EXERCISE
Give back exactly the lines of the entries below from the line with "let mut position = 0usize;" to the line with "let mut length_buf", inclusive, and only those.

INPUT DATA
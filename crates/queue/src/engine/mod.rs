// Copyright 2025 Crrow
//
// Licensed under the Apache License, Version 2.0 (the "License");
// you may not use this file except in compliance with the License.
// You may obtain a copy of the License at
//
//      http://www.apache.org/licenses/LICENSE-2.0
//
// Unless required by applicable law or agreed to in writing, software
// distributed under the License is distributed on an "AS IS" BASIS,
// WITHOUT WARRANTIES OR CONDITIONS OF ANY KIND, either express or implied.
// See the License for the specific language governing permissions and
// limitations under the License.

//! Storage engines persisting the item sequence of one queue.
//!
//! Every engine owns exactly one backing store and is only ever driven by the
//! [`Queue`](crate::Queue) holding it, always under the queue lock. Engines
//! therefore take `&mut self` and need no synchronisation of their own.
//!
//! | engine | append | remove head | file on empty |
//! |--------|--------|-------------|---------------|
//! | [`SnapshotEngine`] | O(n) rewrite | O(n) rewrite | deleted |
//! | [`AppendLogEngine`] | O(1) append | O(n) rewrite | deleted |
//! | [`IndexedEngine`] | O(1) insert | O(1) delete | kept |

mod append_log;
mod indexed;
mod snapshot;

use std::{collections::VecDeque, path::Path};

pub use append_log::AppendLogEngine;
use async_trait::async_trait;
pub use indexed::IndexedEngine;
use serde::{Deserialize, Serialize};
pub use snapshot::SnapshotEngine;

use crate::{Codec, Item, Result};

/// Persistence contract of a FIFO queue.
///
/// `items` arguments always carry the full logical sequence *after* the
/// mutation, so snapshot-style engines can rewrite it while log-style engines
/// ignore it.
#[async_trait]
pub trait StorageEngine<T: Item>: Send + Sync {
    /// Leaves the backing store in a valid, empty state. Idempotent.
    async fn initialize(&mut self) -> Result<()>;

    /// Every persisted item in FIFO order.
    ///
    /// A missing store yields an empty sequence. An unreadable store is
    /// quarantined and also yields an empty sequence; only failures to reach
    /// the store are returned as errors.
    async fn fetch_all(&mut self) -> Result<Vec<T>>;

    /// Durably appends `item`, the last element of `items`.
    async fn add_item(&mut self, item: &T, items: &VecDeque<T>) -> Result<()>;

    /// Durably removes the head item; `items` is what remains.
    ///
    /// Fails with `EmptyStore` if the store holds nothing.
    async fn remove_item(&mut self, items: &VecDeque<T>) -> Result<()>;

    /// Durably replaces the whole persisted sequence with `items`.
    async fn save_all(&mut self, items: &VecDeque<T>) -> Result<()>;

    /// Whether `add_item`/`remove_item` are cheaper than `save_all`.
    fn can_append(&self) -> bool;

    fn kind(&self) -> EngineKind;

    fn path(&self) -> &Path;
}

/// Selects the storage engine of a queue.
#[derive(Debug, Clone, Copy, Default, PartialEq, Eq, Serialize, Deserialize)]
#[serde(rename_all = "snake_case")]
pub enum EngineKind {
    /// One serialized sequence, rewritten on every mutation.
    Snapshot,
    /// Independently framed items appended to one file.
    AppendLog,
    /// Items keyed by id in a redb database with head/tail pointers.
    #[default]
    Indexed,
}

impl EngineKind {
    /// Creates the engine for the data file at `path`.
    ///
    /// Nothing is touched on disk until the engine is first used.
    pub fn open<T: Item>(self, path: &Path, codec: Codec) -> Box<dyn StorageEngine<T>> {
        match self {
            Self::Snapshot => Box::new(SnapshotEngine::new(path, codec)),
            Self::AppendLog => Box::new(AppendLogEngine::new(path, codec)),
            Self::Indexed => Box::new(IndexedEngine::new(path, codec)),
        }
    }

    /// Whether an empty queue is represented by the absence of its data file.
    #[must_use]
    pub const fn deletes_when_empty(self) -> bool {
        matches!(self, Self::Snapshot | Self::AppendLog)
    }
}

==

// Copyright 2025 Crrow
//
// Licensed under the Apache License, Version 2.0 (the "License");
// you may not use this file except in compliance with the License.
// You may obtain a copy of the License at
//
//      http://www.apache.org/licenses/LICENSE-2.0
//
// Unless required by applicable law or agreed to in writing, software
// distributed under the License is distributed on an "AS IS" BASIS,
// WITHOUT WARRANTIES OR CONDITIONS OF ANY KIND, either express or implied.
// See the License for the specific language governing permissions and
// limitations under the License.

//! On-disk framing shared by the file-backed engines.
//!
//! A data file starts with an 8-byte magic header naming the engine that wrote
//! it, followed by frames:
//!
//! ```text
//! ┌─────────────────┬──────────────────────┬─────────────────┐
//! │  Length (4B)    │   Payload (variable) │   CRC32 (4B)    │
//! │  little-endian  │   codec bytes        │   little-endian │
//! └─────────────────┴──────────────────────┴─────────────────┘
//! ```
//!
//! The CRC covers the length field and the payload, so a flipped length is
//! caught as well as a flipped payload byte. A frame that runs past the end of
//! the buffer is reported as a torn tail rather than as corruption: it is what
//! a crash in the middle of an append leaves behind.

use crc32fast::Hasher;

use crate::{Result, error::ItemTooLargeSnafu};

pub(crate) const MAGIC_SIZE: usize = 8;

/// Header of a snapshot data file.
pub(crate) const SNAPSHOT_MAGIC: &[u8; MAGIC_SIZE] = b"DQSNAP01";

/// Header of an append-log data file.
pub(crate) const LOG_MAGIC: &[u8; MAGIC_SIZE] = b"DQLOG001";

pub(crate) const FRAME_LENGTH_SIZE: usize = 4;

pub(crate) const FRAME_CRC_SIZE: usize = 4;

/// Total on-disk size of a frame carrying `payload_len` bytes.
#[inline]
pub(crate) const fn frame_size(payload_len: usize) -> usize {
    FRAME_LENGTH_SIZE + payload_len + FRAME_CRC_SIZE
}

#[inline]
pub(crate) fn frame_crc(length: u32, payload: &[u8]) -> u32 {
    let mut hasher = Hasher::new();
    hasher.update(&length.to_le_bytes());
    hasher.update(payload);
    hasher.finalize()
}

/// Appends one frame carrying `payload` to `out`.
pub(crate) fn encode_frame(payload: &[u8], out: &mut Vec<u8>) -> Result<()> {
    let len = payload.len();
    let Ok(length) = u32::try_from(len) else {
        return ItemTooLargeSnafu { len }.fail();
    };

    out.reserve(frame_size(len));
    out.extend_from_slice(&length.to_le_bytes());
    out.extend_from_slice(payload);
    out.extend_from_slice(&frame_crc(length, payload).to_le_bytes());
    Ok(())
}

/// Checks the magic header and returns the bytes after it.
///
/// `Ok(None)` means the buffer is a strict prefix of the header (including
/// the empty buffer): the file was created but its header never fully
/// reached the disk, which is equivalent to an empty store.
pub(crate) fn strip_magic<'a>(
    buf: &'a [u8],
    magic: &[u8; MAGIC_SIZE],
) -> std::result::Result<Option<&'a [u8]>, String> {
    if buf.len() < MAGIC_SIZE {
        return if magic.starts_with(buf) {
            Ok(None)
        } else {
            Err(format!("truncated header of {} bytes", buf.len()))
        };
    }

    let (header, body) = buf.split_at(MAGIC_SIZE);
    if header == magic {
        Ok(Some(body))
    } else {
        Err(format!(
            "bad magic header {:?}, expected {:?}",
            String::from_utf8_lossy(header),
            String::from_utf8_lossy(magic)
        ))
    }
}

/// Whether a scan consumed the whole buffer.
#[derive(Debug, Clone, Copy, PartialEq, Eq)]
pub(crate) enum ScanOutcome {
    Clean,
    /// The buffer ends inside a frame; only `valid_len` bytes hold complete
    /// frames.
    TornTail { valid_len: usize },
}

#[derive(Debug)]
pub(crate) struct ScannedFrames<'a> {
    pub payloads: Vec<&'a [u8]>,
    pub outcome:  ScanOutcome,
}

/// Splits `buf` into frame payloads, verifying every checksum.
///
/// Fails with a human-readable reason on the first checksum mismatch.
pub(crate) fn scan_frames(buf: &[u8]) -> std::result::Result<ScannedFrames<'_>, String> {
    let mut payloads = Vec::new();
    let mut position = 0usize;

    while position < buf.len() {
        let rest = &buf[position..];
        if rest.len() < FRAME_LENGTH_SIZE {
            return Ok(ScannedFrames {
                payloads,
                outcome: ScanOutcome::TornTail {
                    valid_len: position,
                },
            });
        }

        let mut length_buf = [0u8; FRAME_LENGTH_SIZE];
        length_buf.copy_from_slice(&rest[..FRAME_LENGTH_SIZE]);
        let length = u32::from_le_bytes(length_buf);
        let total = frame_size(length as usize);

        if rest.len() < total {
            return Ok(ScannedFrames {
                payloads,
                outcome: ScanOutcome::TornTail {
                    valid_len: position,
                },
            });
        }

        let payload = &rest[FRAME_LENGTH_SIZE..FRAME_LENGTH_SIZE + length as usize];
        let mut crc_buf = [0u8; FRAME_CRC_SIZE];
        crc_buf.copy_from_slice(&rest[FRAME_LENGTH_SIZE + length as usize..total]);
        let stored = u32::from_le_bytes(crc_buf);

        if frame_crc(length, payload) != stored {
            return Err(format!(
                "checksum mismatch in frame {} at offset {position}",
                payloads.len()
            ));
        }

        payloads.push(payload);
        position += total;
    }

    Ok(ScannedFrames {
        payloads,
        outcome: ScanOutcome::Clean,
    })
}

---

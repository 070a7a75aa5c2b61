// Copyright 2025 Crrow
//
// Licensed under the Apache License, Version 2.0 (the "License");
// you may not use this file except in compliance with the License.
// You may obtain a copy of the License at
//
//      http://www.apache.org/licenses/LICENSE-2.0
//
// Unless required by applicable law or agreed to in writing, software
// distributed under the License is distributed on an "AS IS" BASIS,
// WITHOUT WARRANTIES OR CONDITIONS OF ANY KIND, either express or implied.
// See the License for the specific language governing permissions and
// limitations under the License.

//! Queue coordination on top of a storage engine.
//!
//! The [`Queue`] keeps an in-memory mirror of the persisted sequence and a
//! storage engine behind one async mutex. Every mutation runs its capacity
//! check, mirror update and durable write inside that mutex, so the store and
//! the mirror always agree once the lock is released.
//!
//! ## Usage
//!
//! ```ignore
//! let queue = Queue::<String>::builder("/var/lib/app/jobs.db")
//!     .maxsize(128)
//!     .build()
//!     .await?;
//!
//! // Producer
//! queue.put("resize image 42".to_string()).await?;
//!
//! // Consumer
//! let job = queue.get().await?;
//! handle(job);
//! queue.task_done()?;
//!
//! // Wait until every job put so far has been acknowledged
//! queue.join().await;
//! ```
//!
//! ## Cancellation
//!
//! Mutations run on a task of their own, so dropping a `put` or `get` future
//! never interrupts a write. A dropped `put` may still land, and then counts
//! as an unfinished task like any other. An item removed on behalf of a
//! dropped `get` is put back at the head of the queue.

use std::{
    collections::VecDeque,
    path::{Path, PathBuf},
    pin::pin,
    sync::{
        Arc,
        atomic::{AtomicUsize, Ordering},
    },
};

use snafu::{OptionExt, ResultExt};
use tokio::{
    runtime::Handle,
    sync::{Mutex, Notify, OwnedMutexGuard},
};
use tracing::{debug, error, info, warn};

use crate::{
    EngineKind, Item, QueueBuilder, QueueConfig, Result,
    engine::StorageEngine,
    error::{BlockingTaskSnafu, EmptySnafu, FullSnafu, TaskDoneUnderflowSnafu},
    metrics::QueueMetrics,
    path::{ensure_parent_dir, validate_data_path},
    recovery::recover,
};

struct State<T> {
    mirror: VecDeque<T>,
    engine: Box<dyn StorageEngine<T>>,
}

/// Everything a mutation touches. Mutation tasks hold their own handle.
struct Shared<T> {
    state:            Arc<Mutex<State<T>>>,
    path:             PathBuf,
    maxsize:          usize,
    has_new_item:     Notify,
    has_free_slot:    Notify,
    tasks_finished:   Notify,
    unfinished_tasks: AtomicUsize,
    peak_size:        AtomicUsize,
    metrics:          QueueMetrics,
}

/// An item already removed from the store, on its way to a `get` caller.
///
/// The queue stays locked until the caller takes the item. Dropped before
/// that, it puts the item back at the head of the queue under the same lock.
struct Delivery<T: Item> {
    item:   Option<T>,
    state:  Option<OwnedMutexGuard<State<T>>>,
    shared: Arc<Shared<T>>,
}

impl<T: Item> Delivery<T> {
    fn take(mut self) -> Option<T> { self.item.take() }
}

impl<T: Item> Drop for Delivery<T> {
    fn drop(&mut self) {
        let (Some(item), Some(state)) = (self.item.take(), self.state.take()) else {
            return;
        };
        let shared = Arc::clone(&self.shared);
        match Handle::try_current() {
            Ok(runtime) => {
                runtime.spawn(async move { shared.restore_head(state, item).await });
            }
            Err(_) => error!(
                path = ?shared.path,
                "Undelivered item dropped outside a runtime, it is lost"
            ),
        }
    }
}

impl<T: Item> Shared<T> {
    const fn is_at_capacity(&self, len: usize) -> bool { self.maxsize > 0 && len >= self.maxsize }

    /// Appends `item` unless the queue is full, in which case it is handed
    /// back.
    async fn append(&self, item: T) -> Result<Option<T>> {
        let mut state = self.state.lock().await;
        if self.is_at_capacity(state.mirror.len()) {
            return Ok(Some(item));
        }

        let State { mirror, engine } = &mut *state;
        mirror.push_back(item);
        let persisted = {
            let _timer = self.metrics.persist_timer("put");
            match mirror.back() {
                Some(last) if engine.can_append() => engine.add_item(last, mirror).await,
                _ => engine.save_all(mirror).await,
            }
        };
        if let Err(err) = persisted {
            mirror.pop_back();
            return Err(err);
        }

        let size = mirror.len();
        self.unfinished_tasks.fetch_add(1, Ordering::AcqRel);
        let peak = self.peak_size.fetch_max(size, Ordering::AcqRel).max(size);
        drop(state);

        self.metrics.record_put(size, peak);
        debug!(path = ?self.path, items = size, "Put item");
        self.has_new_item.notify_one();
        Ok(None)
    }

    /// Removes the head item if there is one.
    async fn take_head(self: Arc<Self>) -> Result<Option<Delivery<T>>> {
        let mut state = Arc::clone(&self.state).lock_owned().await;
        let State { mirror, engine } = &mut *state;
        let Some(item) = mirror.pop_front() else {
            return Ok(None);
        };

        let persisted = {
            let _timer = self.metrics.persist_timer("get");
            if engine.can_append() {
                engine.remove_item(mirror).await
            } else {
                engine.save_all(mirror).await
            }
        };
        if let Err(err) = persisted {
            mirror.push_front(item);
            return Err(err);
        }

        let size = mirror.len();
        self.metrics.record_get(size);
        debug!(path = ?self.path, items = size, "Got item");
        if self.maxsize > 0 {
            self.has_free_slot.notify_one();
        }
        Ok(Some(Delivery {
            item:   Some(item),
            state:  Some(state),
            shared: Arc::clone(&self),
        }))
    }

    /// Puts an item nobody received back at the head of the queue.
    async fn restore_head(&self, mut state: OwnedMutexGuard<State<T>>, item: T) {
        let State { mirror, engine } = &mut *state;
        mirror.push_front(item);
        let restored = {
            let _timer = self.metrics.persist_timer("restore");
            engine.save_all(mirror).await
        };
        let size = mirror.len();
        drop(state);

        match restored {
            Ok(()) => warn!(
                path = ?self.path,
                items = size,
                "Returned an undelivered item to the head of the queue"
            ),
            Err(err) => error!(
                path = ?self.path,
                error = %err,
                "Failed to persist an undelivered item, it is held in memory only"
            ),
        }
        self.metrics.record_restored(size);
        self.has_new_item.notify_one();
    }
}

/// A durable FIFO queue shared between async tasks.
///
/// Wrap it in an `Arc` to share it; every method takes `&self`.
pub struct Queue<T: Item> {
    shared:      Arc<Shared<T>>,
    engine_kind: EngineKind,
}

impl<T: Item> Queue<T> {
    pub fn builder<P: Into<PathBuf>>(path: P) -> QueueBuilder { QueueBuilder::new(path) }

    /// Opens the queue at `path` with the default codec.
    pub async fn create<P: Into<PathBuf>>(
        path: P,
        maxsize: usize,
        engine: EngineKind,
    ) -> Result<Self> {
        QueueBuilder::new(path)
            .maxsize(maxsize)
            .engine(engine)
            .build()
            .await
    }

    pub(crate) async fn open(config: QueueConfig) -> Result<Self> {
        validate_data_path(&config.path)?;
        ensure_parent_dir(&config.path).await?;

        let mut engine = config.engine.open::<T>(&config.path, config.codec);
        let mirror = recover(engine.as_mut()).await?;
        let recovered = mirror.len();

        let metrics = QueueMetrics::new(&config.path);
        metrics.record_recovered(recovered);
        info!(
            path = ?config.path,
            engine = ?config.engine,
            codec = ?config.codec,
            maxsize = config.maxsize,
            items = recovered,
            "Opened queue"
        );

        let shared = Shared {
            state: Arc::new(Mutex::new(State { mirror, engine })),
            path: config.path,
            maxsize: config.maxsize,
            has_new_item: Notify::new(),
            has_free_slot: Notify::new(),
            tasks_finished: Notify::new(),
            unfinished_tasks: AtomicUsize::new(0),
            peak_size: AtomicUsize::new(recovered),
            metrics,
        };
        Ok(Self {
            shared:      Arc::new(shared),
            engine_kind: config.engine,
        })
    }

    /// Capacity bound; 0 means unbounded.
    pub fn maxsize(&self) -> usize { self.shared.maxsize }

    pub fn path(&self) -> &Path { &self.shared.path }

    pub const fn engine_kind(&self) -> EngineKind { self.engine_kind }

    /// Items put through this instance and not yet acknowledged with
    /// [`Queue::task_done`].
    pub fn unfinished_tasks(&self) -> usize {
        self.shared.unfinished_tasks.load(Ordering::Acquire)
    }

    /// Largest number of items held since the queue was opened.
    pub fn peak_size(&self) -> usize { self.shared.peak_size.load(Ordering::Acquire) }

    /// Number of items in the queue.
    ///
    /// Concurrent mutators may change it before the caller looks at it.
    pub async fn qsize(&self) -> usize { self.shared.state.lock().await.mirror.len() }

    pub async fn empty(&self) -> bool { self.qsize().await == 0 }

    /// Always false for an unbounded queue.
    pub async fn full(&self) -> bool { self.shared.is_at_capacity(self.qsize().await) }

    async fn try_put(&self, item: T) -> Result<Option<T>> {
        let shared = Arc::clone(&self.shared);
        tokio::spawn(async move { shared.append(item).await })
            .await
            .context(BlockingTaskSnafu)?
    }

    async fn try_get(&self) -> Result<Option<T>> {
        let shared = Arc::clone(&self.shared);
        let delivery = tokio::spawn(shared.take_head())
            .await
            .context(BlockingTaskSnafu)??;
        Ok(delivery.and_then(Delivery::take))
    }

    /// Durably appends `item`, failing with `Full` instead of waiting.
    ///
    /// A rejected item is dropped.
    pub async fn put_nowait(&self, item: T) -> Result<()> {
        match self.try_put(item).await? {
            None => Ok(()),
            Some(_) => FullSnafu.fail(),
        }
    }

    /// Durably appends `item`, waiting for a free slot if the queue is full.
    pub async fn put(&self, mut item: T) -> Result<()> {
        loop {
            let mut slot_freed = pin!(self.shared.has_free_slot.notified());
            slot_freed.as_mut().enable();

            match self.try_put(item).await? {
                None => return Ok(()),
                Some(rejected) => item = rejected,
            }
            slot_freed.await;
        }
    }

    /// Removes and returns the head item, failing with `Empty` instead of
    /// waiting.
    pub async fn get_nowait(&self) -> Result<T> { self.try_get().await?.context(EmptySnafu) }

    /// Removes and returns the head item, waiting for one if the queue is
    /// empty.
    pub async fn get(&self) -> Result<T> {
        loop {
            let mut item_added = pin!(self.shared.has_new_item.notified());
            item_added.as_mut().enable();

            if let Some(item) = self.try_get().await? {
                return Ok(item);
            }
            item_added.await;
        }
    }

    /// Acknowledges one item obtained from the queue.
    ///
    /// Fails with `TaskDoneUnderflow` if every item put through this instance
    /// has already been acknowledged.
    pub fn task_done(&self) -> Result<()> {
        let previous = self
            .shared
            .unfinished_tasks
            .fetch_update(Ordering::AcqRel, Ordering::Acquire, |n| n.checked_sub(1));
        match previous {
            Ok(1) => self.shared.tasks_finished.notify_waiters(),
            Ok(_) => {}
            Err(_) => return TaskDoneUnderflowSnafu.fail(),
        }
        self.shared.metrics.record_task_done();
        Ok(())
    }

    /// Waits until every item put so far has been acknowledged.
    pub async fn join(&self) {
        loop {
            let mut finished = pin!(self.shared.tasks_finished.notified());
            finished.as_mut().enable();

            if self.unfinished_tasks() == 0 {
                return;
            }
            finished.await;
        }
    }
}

EXPECTED ANSWER
    let mut position = 0usize;

    while position < buf.len() {
        let rest = &buf[position..];
        if rest.len() < FRAME_LENGTH_SIZE {
            return Ok(ScannedFrames {
                payloads,
                outcome: ScanOutcome::TornTail {
                    valid_len: position,
                },
            });
        }

        let mut length_buf = [0u8; FRAME_LENGTH_SIZE];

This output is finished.